====== Data extracts ======
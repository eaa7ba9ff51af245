//! Generation records, cached renders and cache statistics

use chrono::{DateTime, Utc};
use serde::{Deserialize, Serialize};
use std::time::Duration;

/// When a path was last generated and how long that stays fresh
#[derive(Debug, Clone, PartialEq, Eq, Serialize, Deserialize)]
pub struct GenerationRecord {
    /// Content path, e.g. `/` or `/post/como-utilizar-hooks`
    pub path: String,

    /// When the render was generated
    pub generated_at: DateTime<Utc>,

    /// How long before the render goes stale
    pub ttl: Duration,
}

impl GenerationRecord {
    pub fn new(path: impl Into<String>, generated_at: DateTime<Utc>, ttl: Duration) -> Self {
        Self {
            path: path.into(),
            generated_at,
            ttl,
        }
    }

    /// Age of the render at `now`. A render from the future has age zero.
    pub fn age(&self, now: DateTime<Utc>) -> Duration {
        now.signed_duration_since(self.generated_at)
            .to_std()
            .unwrap_or(Duration::from_secs(0))
    }

    /// `now - generated_at < ttl`
    pub fn is_fresh(&self, now: DateTime<Utc>) -> bool {
        self.age(now) < self.ttl
    }

    pub fn is_stale(&self, now: DateTime<Utc>) -> bool {
        !self.is_fresh(now)
    }
}

/// What a build produced
#[derive(Debug, Clone, PartialEq, Serialize, Deserialize)]
#[serde(tag = "status", content = "content", rename_all = "snake_case")]
pub enum Generated<T> {
    /// The rendered value
    Content(T),

    /// The source has nothing at this path
    NotFound,
}

impl<T> Generated<T> {
    pub fn into_render(self, freshness: Freshness) -> Render<T> {
        match self {
            Generated::Content(content) => Render::Ready { content, freshness },
            Generated::NotFound => Render::NotFound,
        }
    }
}

/// A stored render with its generation record.
///
/// Regeneration writes a new `CachedRender`; stored values are never patched
/// field by field.
#[derive(Debug, Clone, Serialize, Deserialize)]
pub struct CachedRender<T> {
    pub record: GenerationRecord,
    pub output: Generated<T>,
    #[serde(default)]
    pub metadata: PageMetadata,
}

impl<T> CachedRender<T> {
    pub fn new(record: GenerationRecord, output: Generated<T>, metadata: PageMetadata) -> Self {
        Self {
            record,
            output,
            metadata,
        }
    }

    pub fn is_not_found(&self) -> bool {
        matches!(self.output, Generated::NotFound)
    }
}

/// Metadata about a cached render
#[derive(Debug, Clone, PartialEq, Eq, Serialize, Deserialize, Default)]
pub struct PageMetadata {
    /// Number of times this path has been generated
    pub regenerations: u64,

    /// Previous generation timestamp
    pub last_revalidated: Option<DateTime<Utc>>,
}

impl PageMetadata {
    /// Metadata for the render that replaces one generated at `previous`
    pub fn next(&self, previous: Option<DateTime<Utc>>) -> Self {
        Self {
            regenerations: self.regenerations + 1,
            last_revalidated: previous,
        }
    }
}

/// How current a served render is
#[derive(Debug, Clone, Copy, PartialEq, Eq, Serialize, Deserialize)]
#[serde(rename_all = "lowercase")]
pub enum Freshness {
    /// Within its TTL
    Fresh,

    /// Past its TTL; a rebuild has been started
    Stale,
}

/// What a request for a path receives
#[derive(Debug, Clone, PartialEq)]
pub enum Render<T> {
    /// A generated render
    Ready { content: T, freshness: Freshness },

    /// Placeholder while the first build of the path runs
    Pending,

    /// The source has nothing at this path
    NotFound,
}

impl<T> Render<T> {
    pub fn content(&self) -> Option<&T> {
        match self {
            Render::Ready { content, .. } => Some(content),
            _ => None,
        }
    }

    pub fn is_pending(&self) -> bool {
        matches!(self, Render::Pending)
    }
}

/// Where a path is in its generation lifecycle
#[derive(Debug, Clone, Copy, PartialEq, Eq, Serialize, Deserialize)]
#[serde(rename_all = "lowercase")]
pub enum PathState {
    /// Never generated
    Unbuilt,

    /// Generated within its TTL
    Fresh,

    /// Generated, TTL elapsed
    Stale,

    /// A build is in flight
    Building,

    /// The last build found nothing at this path
    NotFound,
}

/// Statistics for the generation cache
#[derive(Debug, Clone, Default, Serialize)]
pub struct CacheStats {
    /// Requests served a fresh render
    pub hits: u64,

    /// Requests served a stale render while it was rebuilt
    pub stale_hits: u64,

    /// Requests that waited for a first build
    pub misses: u64,

    /// Requests answered with the pending placeholder
    pub pending: u64,

    /// Successful builds
    pub builds: u64,

    /// Failed or timed-out builds
    pub build_failures: u64,
}

impl CacheStats {
    /// Share of requests answered from a stored render
    pub fn hit_rate(&self) -> f64 {
        let served = self.hits + self.stale_hits;
        let total = served + self.misses + self.pending;
        if total == 0 {
            0.0
        } else {
            served as f64 / total as f64
        }
    }
}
======
■ What to do
Please go through the data above and copy every line that has the word "PageMetadata".

■ Solution to this problem
    pub metadata: PageMetadata,
    pub fn new(record: GenerationRecord, output: Generated<T>, metadata: PageMetadata) -> Self {
pub struct PageMetadata {
impl PageMetadata {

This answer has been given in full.